Moradores do Vale do Capão dizem que os preços de alimentos e itens básicos ficaram muito altos recentemente. Eles acreditam que isso começou depois da pavimentação da estrada — trecho da BA‑849 — que liga o vilarejo ao município de Palmeiras (BA). Com a estrada funcionando bem, muitas pessoas de fora — turistas, em especial — passaram a frequentar o local.
Entre os relatos, uma moradora afirma que itens simples, como frutas produzidas na própria região, tiveram o preço mais que dobrado: uma penca de bananas que custava R$ 4 passou a ser vendida por mais de R$ 10. Um pacote de cacau em pó, antes R$ 26, agora é vendido a R$ 39.
Quem vive no Capão conta que antes conseguia fazer compras mensais gastando entre R$ 150 e R$ 200, mas hoje esse gasto básico subiu para R$ 300 ou R$ 400, mesmo comprando “coisas do dia a dia”. Isso torna difícil manter a casa e a alimentação sem precisar viajar para outro município — o que nem sempre compensa.
Além disso, o preço de refeições prontas na vila também disparou: o prato feito (“PF”) já não sai por menos de R$ 30. Para quem vive com salário mínimo ou renda pequena, isso faz com que seja quase impossível garantir uma alimentação decente — muitas famílias dizem recorrer a cestas básicas ou buscar alternativas de economia, como compras em grupo.
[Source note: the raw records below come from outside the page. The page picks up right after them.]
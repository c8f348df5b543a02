//! Representación intermedia.
//!
//! La IR es de tres direcciones sobre registros virtuales. Cada
//! función es un grafo de bloques básicos; todo bloque termina en
//! exactamente una instrucción terminadora ([`Instruction::Jump`],
//! [`Instruction::Branch`] o [`Instruction::Ret`]) y ninguna otra
//! instrucción del bloque es terminadora.
//!
//! Los registros tienen un [`RegType`]: contienen un valor de un tipo
//! de uC o la dirección de un objeto de ese tipo. Las variables locales
//! viven en memoria obtenida por `alloc`, por lo que los registros
//! se asignan una única vez.

use std::{
    fmt::{self, Display},
    rc::Rc,
};

use thiserror::Error;

use crate::{lex::Identifier, types::Type};

pub mod builder;
pub mod gen;

pub use gen::generate;

/// Índice de un bloque básico dentro de su función.
#[derive(Copy, Clone, Debug, PartialEq, Eq, Hash)]
pub struct Label(pub u32);

/// Registro virtual, local a una función.
#[derive(Copy, Clone, Debug, PartialEq, Eq, Hash)]
pub struct Reg(pub u32);

#[derive(Clone, Debug, PartialEq)]
pub enum RegType {
    Value(Type),
    Address(Type),
}

#[derive(Copy, Clone, Debug, PartialEq)]
pub enum Constant {
    Int(i32),
    Float(f64),
    Char(char),
    Bool(bool),
}

impl Constant {
    /// Cero del tipo indicado, si el tipo es escalar.
    pub fn zero(typ: &Type) -> Option<Constant> {
        match typ {
            Type::Int => Some(Constant::Int(0)),
            Type::Float => Some(Constant::Float(0.0)),
            Type::Char => Some(Constant::Char('\0')),
            Type::Bool => Some(Constant::Bool(false)),
            _ => None,
        }
    }
}

#[derive(Clone, Debug, PartialEq)]
pub enum Operand {
    Reg(Reg),
    Const(Constant),

    /// Dirección de una variable global.
    Global(Rc<str>),
}

impl From<Reg> for Operand {
    fn from(reg: Reg) -> Self {
        Operand::Reg(reg)
    }
}

impl From<Constant> for Operand {
    fn from(constant: Constant) -> Self {
        Operand::Const(constant)
    }
}

#[derive(Copy, Clone, Debug, PartialEq, Eq)]
pub enum BinaryOp {
    Add,
    Sub,
    Mul,
    Div,
    Mod,
}

#[derive(Copy, Clone, Debug, PartialEq, Eq)]
pub enum CompareOp {
    Eq,
    Ne,
    Lt,
    Le,
    Gt,
    Ge,
}

#[derive(Copy, Clone, Debug, PartialEq, Eq)]
pub enum UnaryOp {
    Neg,
    Not,
}

#[derive(Copy, Clone, Debug, PartialEq, Eq)]
pub enum Conversion {
    IntToFloat,
    FloatToInt,
    CharToInt,
    IntToChar,
}

#[derive(Clone, Debug, PartialEq)]
pub enum Instruction {
    /// Reserva memoria para un objeto de tipo `typ`; `dest` es su dirección.
    Alloc { dest: Reg, typ: Type },

    Load { dest: Reg, address: Operand },
    Store { value: Operand, address: Operand },

    /// `dest = base + bytes`, aritmética de direcciones.
    Offset { dest: Reg, base: Operand, bytes: Operand },

    Binary {
        dest: Reg,
        op: BinaryOp,
        lhs: Operand,
        rhs: Operand,
    },

    Compare {
        dest: Reg,
        op: CompareOp,
        lhs: Operand,
        rhs: Operand,
    },

    Unary {
        dest: Reg,
        op: UnaryOp,
        operand: Operand,
    },

    Convert {
        dest: Reg,
        conversion: Conversion,
        operand: Operand,
    },

    /// Argumento para la siguiente llamada, en orden de parámetros.
    Param(Operand),

    /// Consume las `args` instrucciones `param` previas.
    Call {
        dest: Option<Reg>,
        function: Rc<str>,
        args: u32,
    },

    Print { value: Operand, typ: Type },
    Read { address: Operand, typ: Type },

    Jump(Label),

    Branch {
        condition: Operand,
        then: Label,
        otherwise: Label,
    },

    Ret(Option<Operand>),
}

impl Instruction {
    pub fn is_terminator(&self) -> bool {
        matches!(
            self,
            Instruction::Jump(_) | Instruction::Branch { .. } | Instruction::Ret(_)
        )
    }

    /// Bloques a los que puede transferir control.
    pub fn successors(&self) -> Vec<Label> {
        match self {
            Instruction::Jump(target) => vec![*target],
            Instruction::Branch {
                then, otherwise, ..
            } => vec![*then, *otherwise],
            _ => Vec::new(),
        }
    }
}

#[derive(Clone, Debug, PartialEq)]
pub struct Block {
    pub name: String,
    pub instructions: Vec<Instruction>,
}

impl Block {
    pub fn terminator(&self) -> Option<&Instruction> {
        self.instructions
            .last()
            .filter(|instruction| instruction.is_terminator())
    }
}

#[derive(Clone, Debug, PartialEq)]
pub struct Function {
    pub name: Rc<str>,
    pub params: Vec<Type>,
    pub ret: Type,

    /// Tipos de los registros, indexados por [`Reg`].
    pub registers: Vec<RegType>,

    /// El bloque de entrada es siempre el primero.
    pub blocks: Vec<Block>,
}

impl Function {
    pub fn block(&self, Label(label): Label) -> &Block {
        &self.blocks[label as usize]
    }

    pub fn register_type(&self, Reg(reg): Reg) -> &RegType {
        &self.registers[reg as usize]
    }
}

/// Contenido inicial de una global.
#[derive(Clone, Debug, PartialEq)]
pub enum Data {
    Scalar(Constant),

    /// Elementos escalares en orden de fila, agrupados en corridas.
    Array(Vec<Run>),

    Str(Rc<str>),
}

/// `count` copias consecutivas de un mismo valor.
#[derive(Copy, Clone, Debug, PartialEq)]
pub struct Run {
    pub value: Constant,
    pub count: u32,
}

#[derive(Clone, Debug, PartialEq)]
pub struct Global {
    pub name: Rc<str>,
    pub typ: Type,
    pub init: Option<Data>,
}

/// Salida de la generación de código intermedio.
#[derive(Clone, Debug, Default, PartialEq)]
pub struct Module {
    pub globals: Vec<Global>,
    pub functions: Vec<Function>,
}

/// Invariante interna violada durante la generación de IR.
#[non_exhaustive]
#[derive(Error, Debug)]
pub enum GenError {
    #[error("Block `{block}` in function `{function}` does not end in a terminator")]
    Unterminated { function: Rc<str>, block: String },

    #[error("Block `{block}` in function `{function}` has a terminator before its end")]
    EarlyTerminator { function: Rc<str>, block: String },

    #[error("Function `{function}` branches to nonexistent block {label}")]
    BadLabel { function: Rc<str>, label: u32 },

    #[error("Expression reached code generation without a resolved type")]
    Untyped,

    #[error("Identifier `{0}` reached code generation without a resolved symbol")]
    Unresolved(Identifier),

    #[error("`break` reached code generation outside of a loop")]
    BreakOutsideLoop,

    #[error("Initializer for global `{0}` is not constant")]
    NonConstant(Identifier),

    #[error("Value of a `void` expression was used")]
    VoidValue,

    #[error("Malformed tree reached code generation: {0}")]
    Malformed(&'static str),
}

impl Module {
    pub fn function(&self, name: &str) -> Option<&Function> {
        self.functions
            .iter()
            .find(|function| &*function.name == name)
    }

    /// Verifica la invariante de terminadores y la validez de las etiquetas.
    pub fn verify(&self) -> Result<(), GenError> {
        for function in &self.functions {
            let count = function.blocks.len() as u32;

            for block in &function.blocks {
                let error = |unterminated: bool| {
                    let function = function.name.clone();
                    let block = block.name.clone();

                    if unterminated {
                        GenError::Unterminated { function, block }
                    } else {
                        GenError::EarlyTerminator { function, block }
                    }
                };

                let (last, rest) = match block.instructions.split_last() {
                    Some(split) => split,
                    None => return Err(error(true)),
                };

                if !last.is_terminator() {
                    return Err(error(true));
                } else if rest.iter().any(Instruction::is_terminator) {
                    return Err(error(false));
                }

                for Label(label) in last.successors() {
                    if label >= count {
                        return Err(GenError::BadLabel {
                            function: function.name.clone(),
                            label,
                        });
                    }
                }
            }
        }

        Ok(())
    }
}

impl Display for Module {
    fn fmt(&self, fmt: &mut fmt::Formatter<'_>) -> fmt::Result {
        for global in &self.globals {
            write!(fmt, "@{} = global {}", global.name, global.typ)?;
            match &global.init {
                None => writeln!(fmt)?,
                Some(Data::Scalar(constant)) => writeln!(fmt, " {}", constant)?,
                Some(Data::Str(string)) => writeln!(fmt, " {:?}", string)?,
                Some(Data::Array(runs)) => {
                    fmt.write_str(" {")?;
                    for (i, run) in runs.iter().enumerate() {
                        if i > 0 {
                            fmt.write_str(", ")?;
                        }

                        match run.count {
                            1 => write!(fmt, "{}", run.value)?,
                            count => write!(fmt, "{} x {}", run.value, count)?,
                        }
                    }

                    writeln!(fmt, "}}")?;
                }
            }
        }

        for (i, function) in self.functions.iter().enumerate() {
            if i > 0 || !self.globals.is_empty() {
                writeln!(fmt)?;
            }

            write!(fmt, "function {} @{}(", function.ret, function.name)?;
            for (i, param) in function.params.iter().enumerate() {
                if i > 0 {
                    fmt.write_str(", ")?;
                }

                write!(fmt, "{} %{}", param, i)?;
            }

            writeln!(fmt, ") {{")?;
            for block in &function.blocks {
                writeln!(fmt, "{}:", block.name)?;
                for instruction in &block.instructions {
                    instruction.write(fmt, function)?;
                }
            }

            writeln!(fmt, "}}")?;
        }

        Ok(())
    }
}

impl Instruction {
    fn write(&self, fmt: &mut fmt::Formatter<'_>, function: &Function) -> fmt::Result {
        use Instruction::*;

        let label = |label: &Label| function.block(*label).name.as_str();

        match self {
            Alloc { dest, typ } => emit!(fmt, "alloc", "{}, {}", dest, typ),
            Load { dest, address } => emit!(fmt, "load", "{}, {}", dest, address),
            Store { value, address } => emit!(fmt, "store", "{}, {}", value, address),
            Offset { dest, base, bytes } => emit!(fmt, "offset", "{}, {}, {}", dest, base, bytes),

            Binary { dest, op, lhs, rhs } => {
                let opcode = match op {
                    BinaryOp::Add => "add",
                    BinaryOp::Sub => "sub",
                    BinaryOp::Mul => "mul",
                    BinaryOp::Div => "div",
                    BinaryOp::Mod => "mod",
                };

                emit!(fmt, opcode, "{}, {}, {}", dest, lhs, rhs)
            }

            Compare { dest, op, lhs, rhs } => {
                let opcode = match op {
                    CompareOp::Eq => "eq",
                    CompareOp::Ne => "ne",
                    CompareOp::Lt => "lt",
                    CompareOp::Le => "le",
                    CompareOp::Gt => "gt",
                    CompareOp::Ge => "ge",
                };

                emit!(fmt, opcode, "{}, {}, {}", dest, lhs, rhs)
            }

            Unary { dest, op, operand } => {
                let opcode = match op {
                    UnaryOp::Neg => "neg",
                    UnaryOp::Not => "not",
                };

                emit!(fmt, opcode, "{}, {}", dest, operand)
            }

            Convert {
                dest,
                conversion,
                operand,
            } => {
                let opcode = match conversion {
                    Conversion::IntToFloat => "sitofp",
                    Conversion::FloatToInt => "fptosi",
                    Conversion::CharToInt => "zext",
                    Conversion::IntToChar => "trunc",
                };

                emit!(fmt, opcode, "{}, {}", dest, operand)
            }

            Param(value) => emit!(fmt, "param", "{}", value),

            Call {
                dest: Some(dest),
                function,
                args,
            } => emit!(fmt, "call", "{}, @{}, {}", dest, function, args),

            Call {
                dest: None,
                function,
                args,
            } => emit!(fmt, "call", "@{}, {}", function, args),

            Print { value, typ } => emit!(fmt, "print", "{} {}", typ, value),
            Read { address, typ } => emit!(fmt, "read", "{} {}", typ, address),
            Jump(target) => emit!(fmt, "jump", "{}", label(target)),

            Branch {
                condition,
                then,
                otherwise,
            } => emit!(
                fmt,
                "branch",
                "{}, {}, {}",
                condition,
                label(then),
                label(otherwise)
            ),

            Ret(Some(value)) => emit!(fmt, "ret", "{}", value),
            Ret(None) => emit!(fmt, "ret"),
        }
    }
}

impl Display for Reg {
    fn fmt(&self, fmt: &mut fmt::Formatter<'_>) -> fmt::Result {
        write!(fmt, "%{}", self.0)
    }
}

impl Display for Constant {
    fn fmt(&self, fmt: &mut fmt::Formatter<'_>) -> fmt::Result {
        match self {
            Constant::Int(integer) => write!(fmt, "{}", integer),
            Constant::Float(float) => write!(fmt, "{:?}", float),
            Constant::Char(c) => write!(fmt, "{:?}", c),
            Constant::Bool(boolean) => write!(fmt, "{}", boolean),
        }
    }
}

impl Display for Operand {
    fn fmt(&self, fmt: &mut fmt::Formatter<'_>) -> fmt::Result {
        match self {
            Operand::Reg(reg) => reg.fmt(fmt),
            Operand::Const(constant) => constant.fmt(fmt),
            Operand::Global(name) => write!(fmt, "@{}", name),
        }
    }
}

impl Display for RegType {
    fn fmt(&self, fmt: &mut fmt::Formatter<'_>) -> fmt::Result {
        match self {
            RegType::Value(typ) => typ.fmt(fmt),
            RegType::Address(typ) => write!(fmt, "{}*", typ),
        }
    }
}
Esse cenário tem gerado um sentimento de “expulsão” por parte de moradores antigos do Capão: quem sempre viveu por ali afirma que, com o aumento do custo de vida, já não consegue se manter no lugar em que cresceu, e teme que a identidade da vila mude radicalmente com os altos preços e o fluxo crescente de visitantes.